-- Problem --
Filter the records below for the word "ShieldView". Keep each line that has it.

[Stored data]
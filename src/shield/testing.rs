//! Recording host for shield tests

use anyhow::{Result, bail};
use std::cell::RefCell;
use std::collections::BTreeMap;
use std::rc::Rc;
use std::sync::Arc;
use std::sync::atomic::{AtomicUsize, Ordering};
use std::time::Duration;

use crate::config::ShieldSettings;
use crate::shared::{Geometry, Monitor};
use crate::widgets::{Cell, ScreensaverWidget, WidgetClass, WidgetRegistry};

use super::host::{
    ActionMode, Compositor, InhibitTicket, Inhibitor, LockFlagStore, SessionBridge, ShieldHost,
    ShieldView, WidgetId,
};
use super::{Key, ScreenShield, ShieldEvent};

#[derive(Debug)]
pub struct HostState {
    pub monitors: Vec<Monitor>,
    pub pointer: (i32, i32),
    pub deny_modal: bool,
    pub modal_stack: Vec<ActionMode>,
    pub cursor_visible: bool,
    pub desklets_visible: bool,
    pub clipboard_clears: usize,

    pub backgrounds: usize,
    pub visible: bool,
    pub opacity: u8,
    /// Monitor name the unlock dialog is on
    pub dialog: Option<String>,
    pub dialog_fading: bool,
    pub password: String,
    pub away_prompt_open: bool,
    pub away_message: Option<String>,
    pub info_panel: Option<String>,
    pub widgets: BTreeMap<WidgetId, (Geometry, String)>,

    pub backend_locks: Vec<u32>,
    pub backend_unlocks: usize,
    pub grab_releases: usize,
    /// Keys handed to the backend's password entry, in order
    pub forwarded_keys: Vec<Key>,
    pub inhibit_requests: Vec<InhibitTicket>,

    pub persisted: bool,
}

impl Default for HostState {
    fn default() -> Self {
        Self {
            monitors: vec![Monitor::new("DP-1", Geometry::new(0, 0, 1920, 1080), true)],
            pointer: (960, 540),
            deny_modal: false,
            modal_stack: Vec::new(),
            cursor_visible: true,
            desklets_visible: true,
            clipboard_clears: 0,
            backgrounds: 0,
            visible: false,
            opacity: 0,
            dialog: None,
            dialog_fading: false,
            password: String::new(),
            away_prompt_open: false,
            away_message: None,
            info_panel: None,
            widgets: BTreeMap::new(),
            backend_locks: Vec::new(),
            backend_unlocks: 0,
            grab_releases: 0,
            forwarded_keys: Vec::new(),
            inhibit_requests: Vec::new(),
            persisted: false,
        }
    }
}

#[derive(Clone)]
struct Recorder(Rc<RefCell<HostState>>);

impl Compositor for Recorder {
    fn monitors(&self) -> Vec<Monitor> {
        self.0.borrow().monitors.clone()
    }

    fn pointer_position(&self) -> (i32, i32) {
        self.0.borrow().pointer
    }

    fn push_modal(&mut self, mode: ActionMode) -> bool {
        let mut host = self.0.borrow_mut();
        if host.deny_modal {
            return false;
        }
        host.modal_stack.push(mode);
        true
    }

    fn pop_modal(&mut self) {
        self.0.borrow_mut().modal_stack.pop();
    }

    fn set_cursor_visible(&mut self, visible: bool) {
        self.0.borrow_mut().cursor_visible = visible;
    }

    fn set_desklets_visible(&mut self, visible: bool) {
        self.0.borrow_mut().desklets_visible = visible;
    }

    fn clear_clipboards(&mut self) {
        self.0.borrow_mut().clipboard_clears += 1;
    }
}

impl ShieldView for Recorder {
    fn stage_window(&self) -> u32 {
        0x0140_0001
    }

    fn set_backgrounds(&mut self, monitors: &[Monitor]) {
        self.0.borrow_mut().backgrounds = monitors.len();
    }

    fn clear_backgrounds(&mut self) {
        self.0.borrow_mut().backgrounds = 0;
    }

    fn set_visible(&mut self, visible: bool) {
        self.0.borrow_mut().visible = visible;
    }

    fn fade_shield(&mut self, opacity: u8, _duration: Duration) {
        self.0.borrow_mut().opacity = opacity;
    }

    fn show_unlock_dialog(&mut self, monitor: &Monitor, _fade: Duration) {
        let mut host = self.0.borrow_mut();
        host.dialog = Some(monitor.name.clone());
        host.dialog_fading = false;
    }

    fn move_unlock_dialog(&mut self, monitor: &Monitor) {
        self.0.borrow_mut().dialog = Some(monitor.name.clone());
    }

    fn fade_out_unlock_dialog(&mut self, _duration: Duration) {
        self.0.borrow_mut().dialog_fading = true;
    }

    fn hide_unlock_dialog(&mut self) {
        let mut host = self.0.borrow_mut();
        host.dialog = None;
        host.dialog_fading = false;
        host.password.clear();
    }

    fn forward_to_password(&mut self, key: Key) {
        let mut host = self.0.borrow_mut();
        match key {
            Key::Char(ch) => host.password.push(ch),
            Key::Backspace => {
                host.password.pop();
            }
            _ => {}
        }
    }

    fn open_away_prompt(&mut self) {
        self.0.borrow_mut().away_prompt_open = true;
    }

    fn close_away_prompt(&mut self) {
        self.0.borrow_mut().away_prompt_open = false;
    }

    fn set_away_message(&mut self, message: Option<&str>) {
        self.0.borrow_mut().away_message = message.map(str::to_string);
    }

    fn place_info_panel(&mut self, monitor: &Monitor) {
        self.0.borrow_mut().info_panel = Some(monitor.name.clone());
    }

    fn place_widget(&mut self, id: WidgetId, rect: Geometry, label: &str) {
        self.0.borrow_mut().widgets.insert(id, (rect, label.to_string()));
    }

    fn remove_widget(&mut self, id: WidgetId) {
        self.0.borrow_mut().widgets.remove(&id);
    }
}

impl SessionBridge for Recorder {
    fn lock(&mut self, stage_window: u32) {
        self.0.borrow_mut().backend_locks.push(stage_window);
    }

    fn unlock(&mut self) {
        self.0.borrow_mut().backend_unlocks += 1;
    }

    fn release_grabs(&mut self) {
        self.0.borrow_mut().grab_releases += 1;
    }

    fn forward_key(&mut self, key: Key) {
        self.0.borrow_mut().forwarded_keys.push(key);
    }

    fn request_inhibitor(&mut self, _reason: &str, ticket: InhibitTicket) {
        self.0.borrow_mut().inhibit_requests.push(ticket);
    }
}

impl LockFlagStore for Recorder {
    fn load(&self) -> bool {
        self.0.borrow().persisted
    }

    fn store(&mut self, locked: bool) {
        self.0.borrow_mut().persisted = locked;
    }
}

/// Widget with a fixed anchor and label
struct TestWidget {
    cell: Cell,
    label: &'static str,
}

impl ScreensaverWidget for TestWidget {
    fn awake_position(&self) -> Cell {
        self.cell
    }

    fn preferred_width(&self) -> u32 {
        200
    }

    fn preferred_height(&self, _width: u32) -> u32 {
        50
    }

    fn label(&self) -> String {
        self.label.to_string()
    }
}

fn top_left() -> Result<Box<dyn ScreensaverWidget>> {
    Ok(Box::new(TestWidget {
        cell: Cell::TOP_LEFT,
        label: "top-left",
    }))
}

fn top_right() -> Result<Box<dyn ScreensaverWidget>> {
    Ok(Box::new(TestWidget {
        cell: Cell::TOP_RIGHT,
        label: "top-right",
    }))
}

pub const TOP_LEFT_WIDGET: WidgetClass = WidgetClass::new("test-top-left", top_left);
pub const TOP_RIGHT_WIDGET: WidgetClass = WidgetClass::new("test-top-right", top_right);

fn broken() -> Result<Box<dyn ScreensaverWidget>> {
    bail!("widget assets missing")
}

pub const BROKEN_WIDGET: WidgetClass = WidgetClass::new("test-broken", broken);

/// Settings with a long lock delay so tests control when locking happens
pub fn settings() -> ShieldSettings {
    ShieldSettings {
        lock_delay: Duration::from_secs(60),
        ..ShieldSettings::default()
    }
}

pub struct Harness {
    pub host: Rc<RefCell<HostState>>,
    released: Arc<AtomicUsize>,
}

impl Harness {
    pub fn new() -> Self {
        Self {
            host: Rc::new(RefCell::new(HostState::default())),
            released: Arc::new(AtomicUsize::new(0)),
        }
    }

    pub fn with_monitors(monitors: Vec<Monitor>) -> Self {
        let harness = Self::new();
        harness.host.borrow_mut().monitors = monitors;
        harness
    }

    fn host_impls(&self) -> ShieldHost {
        let recorder = Recorder(self.host.clone());
        ShieldHost {
            compositor: Box::new(recorder.clone()),
            view: Box::new(recorder.clone()),
            session: Box::new(recorder.clone()),
            store: Box::new(recorder),
        }
    }

    /// Shield with the two fixed-anchor test widgets
    pub fn shield(&self, settings: ShieldSettings) -> ScreenShield {
        let mut registry = WidgetRegistry::new();
        registry.register(TOP_LEFT_WIDGET);
        registry.register(TOP_RIGHT_WIDGET);
        self.shield_with(settings, registry)
    }

    pub fn shield_with(&self, settings: ShieldSettings, registry: WidgetRegistry) -> ScreenShield {
        ScreenShield::new(settings, self.host_impls(), registry)
    }

    /// Answer the oldest outstanding inhibitor request
    pub fn grant_inhibitor(&self, shield: &mut ScreenShield) -> bool {
        let ticket = {
            let mut host = self.host.borrow_mut();
            if host.inhibit_requests.is_empty() {
                return false;
            }
            host.inhibit_requests.remove(0)
        };

        let released = self.released.clone();
        let inhibitor = Inhibitor::new(move || {
            released.fetch_add(1, Ordering::SeqCst);
        });
        shield.handle_event(ShieldEvent::InhibitorReady {
            ticket,
            inhibitor: Some(inhibitor),
        });
        true
    }

    /// Inhibitors closed so far
    pub fn released(&self) -> usize {
        self.released.load(Ordering::SeqCst)
    }

    pub fn set_pointer(&self, x: i32, y: i32) {
        self.host.borrow_mut().pointer = (x, y);
    }
}

/// Fire every timer that is already due, including ones armed with no delay
pub fn settle(shield: &mut ScreenShield) {
    for _ in 0..32 {
        match shield.next_deadline() {
            Some(deadline) if deadline <= tokio::time::Instant::now() => shield.dispatch_timers(),
            _ => return,
        }
    }
}

/// Move the paused clock forward and run whatever came due
pub async fn advance(shield: &mut ScreenShield, duration: Duration) {
    tokio::time::advance(duration).await;
    settle(shield);
}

-- Response to this exercise --
    ShieldView, WidgetId,
impl ShieldView for Recorder {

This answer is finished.